Of course you will recognize the W, the wings, but some of the things are much harder to recognize and in that sense it becomes a bit of a puzzle and my assumption now is that you are looking at things trying to figure out what it is that you recognise. and what is not. Some collaborations with Patrick FW, who is a

concept

design artist, to create the interior perspectives of these, so you see the image of the entrance on the left, the large lobby in the middle and the sky lobby that has restaurants leading up to those large rear spaces. balconies on the right this trickles down to some of our smaller projects, like a hotel on the left that uses the same language but uses it to appear almost like a cloud floating over the city or a residential building on the right that uses this object language. embossed, which of course is less expensive, but still allows you to read different ideas and the last project that I'm going to show has to do with fractals, one of the things we've been experimenting with in the office is trying to find something that we can use that has as much information as possible and fractals are recursive and dense and require incredible amounts of computer power, so we had to design this fractal sponge on a computer and then we had to use the medical MRI technique. scan it and then put it into our architecture software, so what you see here are scans that are these different layers and then we take aspects of these layers and use them to design, for example, this building that is our The National Center for Innovation and Science in Lithuania was our design for that and out of 144 entries, ours was the only American entry that was a finalist or an honorable mention.
We got the guy, so it won't be built on the web, but uh. you should um uh, so you can see the fractal language, these things, these pieces move supported by the Earth, you see that the skin has this other level of detail and we approach the main entrance, you see that it is hidden, it is removed. He intends to hold the Mysteries from him and ask you to enter the door. You see the doorway here is very thin and when you look over the doorway you see a little bit of detail and when you get closer to that detail you see another level of detail. and it keeps drawing you in more and more, making you question your scale relative to this, making you question the assumptions of how you occupy the world.

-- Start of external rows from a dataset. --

//! Values carried as control-request arguments and replies.

use bincode::{Decode, Encode};
use serde::{Deserialize, Serialize};

use crate::range::{DataRange, IntegerRange};

/// A single argument or reply value on the control channel.
#[derive(Debug, Clone, Default, PartialEq, Serialize, Deserialize, Encode, Decode)]
pub enum ControlValue {
    /// Reply of a method with no return value.
    #[default]
    Unit,
    Bool(bool),
    Int(i32),
    UInt(u32),
    Text(String),
    DataRange(DataRange),
    DataRanges(Vec<DataRange>),
    IntegerRanges(Vec<IntegerRange>),
}

impl ControlValue {
    pub fn as_bool(&self) -> Option<bool> {
        match self {
            Self::Bool(b) => Some(*b),
            _ => None,
        }
    }

    /// Signed view. Unsigned values that fit are accepted.
    pub fn as_i32(&self) -> Option<i32> {
        match self {
            Self::Int(v) => Some(*v),
            Self::UInt(v) => i32::try_from(*v).ok(),
            _ => None,
        }
    }

    /// Unsigned view. Non-negative signed values and booleans are accepted.
    pub fn as_u32(&self) -> Option<u32> {
        match self {
            Self::UInt(v) => Some(*v),
            Self::Int(v) => u32::try_from(*v).ok(),
            Self::Bool(b) => Some(u32::from(*b)),
            _ => None,
        }
    }

    pub fn into_text(self) -> Option<String> {
        match self {
            Self::Text(s) => Some(s),
            _ => None,
        }
    }

    pub fn into_data_range(self) -> Option<DataRange> {
        match self {
            Self::DataRange(r) => Some(r),
            _ => None,
        }
    }

    pub fn into_data_ranges(self) -> Option<Vec<DataRange>> {
        match self {
            Self::DataRanges(list) => Some(list),
            _ => None,
        }
    }

    pub fn into_integer_ranges(self) -> Option<Vec<IntegerRange>> {
        match self {
            Self::IntegerRanges(list) => Some(list),
            _ => None,
        }
    }
}

impl From<bool> for ControlValue {
    fn from(v: bool) -> Self {
        Self::Bool(v)
    }
}

impl From<i32> for ControlValue {
    fn from(v: i32) -> Self {
        Self::Int(v)
    }
}

impl From<u32> for ControlValue {
    fn from(v: u32) -> Self {
        Self::UInt(v)
    }
}

impl From<String> for ControlValue {
    fn from(v: String) -> Self {
        Self::Text(v)
    }
}

impl From<&str> for ControlValue {
    fn from(v: &str) -> Self {
        Self::Text(v.to_string())
    }
}

impl From<DataRange> for ControlValue {
    fn from(v: DataRange) -> Self {
        Self::DataRange(v)
    }
}

#[cfg(test)]
mod tests {
    use super::*;

    #[test]
    fn numeric_views_coerce() {
        assert_eq!(ControlValue::UInt(5).as_i32(), Some(5));
        assert_eq!(ControlValue::UInt(u32::MAX).as_i32(), None);
        assert_eq!(ControlValue::Int(-1).as_u32(), None);
        assert_eq!(ControlValue::Bool(true).as_u32(), Some(1));
        assert_eq!(ControlValue::Text("x".into()).as_u32(), None);
    }

    #[test]
    fn typed_extractors_reject_other_variants() {
        assert_eq!(ControlValue::Unit.into_text(), None);
        assert_eq!(
            ControlValue::from("accelerometer").into_text().as_deref(),
            Some("accelerometer")
        );
        assert!(ControlValue::Bool(true).into_data_ranges().is_none());
    }
}
//! The control-channel transport abstraction.

use async_trait::async_trait;
use sensorlink_types::{ChannelAddress, ControlValue, MethodCall, RemoteError};
use tokio::sync::oneshot;

use crate::error::ProtocolError;

/// Request/response path to one remote sensor object.
///
/// Every transport is bound to a single [`ChannelAddress`]. Issuing never
/// blocks: [`issue`](Self::issue) and [`notify`](Self::notify) enqueue the
/// request and return immediately. Only [`call`](Self::call) suspends the
/// caller until the reply arrives.
#[async_trait]
pub trait ControlTransport: Send + Sync + 'static {
    /// The object this transport addresses.
    fn address(&self) -> &ChannelAddress;

    /// Issue a request and return a handle resolving to its reply.
    fn issue(&self, call: MethodCall) -> PendingReply;

    /// Issue a request for which no reply is wanted.
    fn notify(&self, call: MethodCall);

    /// Issue a request and wait for its reply.
    async fn call(&self, call: MethodCall) -> Result<ControlValue, ProtocolError>;

    /// Whether the underlying channel is still usable.
    fn is_valid(&self) -> bool;
}

/// In-flight reply of an issued request.
#[derive(Debug)]
pub struct PendingReply {
    rx: oneshot::Receiver<Result<ControlValue, RemoteError>>,
}

impl PendingReply {
    /// Create a pending reply and the sender that completes it.
    pub fn channel() -> (oneshot::Sender<Result<ControlValue, RemoteError>>, Self) {
        let (tx, rx) = oneshot::channel();
        (tx, Self { rx })
    }

    /// A reply that is already known.
    pub fn ready(outcome: Result<ControlValue, RemoteError>) -> Self {
        let (tx, reply) = Self::channel();
        let _ = tx.send(outcome);
        reply
    }

    /// Wait for the reply. A dropped sender counts as a lost connection.
    pub async fn outcome(self) -> Result<ControlValue, RemoteError> {
        self.rx.await.unwrap_or_else(|_| Err(RemoteError::disconnected()))
    }
}

#[cfg(test)]
mod tests {
    use super::*;

    #[tokio::test]
    async fn dropped_sender_reports_disconnect() {
        let (tx, reply) = PendingReply::channel();
        drop(tx);
        assert_eq!(reply.outcome().await, Err(RemoteError::disconnected()));
    }

    #[tokio::test]
    async fn ready_reply_resolves_immediately() {
        let reply = PendingReply::ready(Ok(ControlValue::Bool(true)));
        assert_eq!(reply.outcome().await, Ok(ControlValue::Bool(true)));
    }
}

The last image is of the atrium that you experience when you enter and uses this phrasal language in still. another way that stretches and pulls you and involves senses of movement and aspects of science that are not literal but that somehow again invite a type of curiosity that wants to make you learn more, wants to destabilize your assumptions of reality now. You guys have been very patient and very good and I know you wanted to see a lot of really cool 3D prints and stuff, and I made you listen to philosophy, but I'm going to offer you all one thing to hopefully make up for it a little bit.
A little if any of you would like to go as corn for Halloween, my mom is there in the sixth row and she brought her sewing supplies, thank you.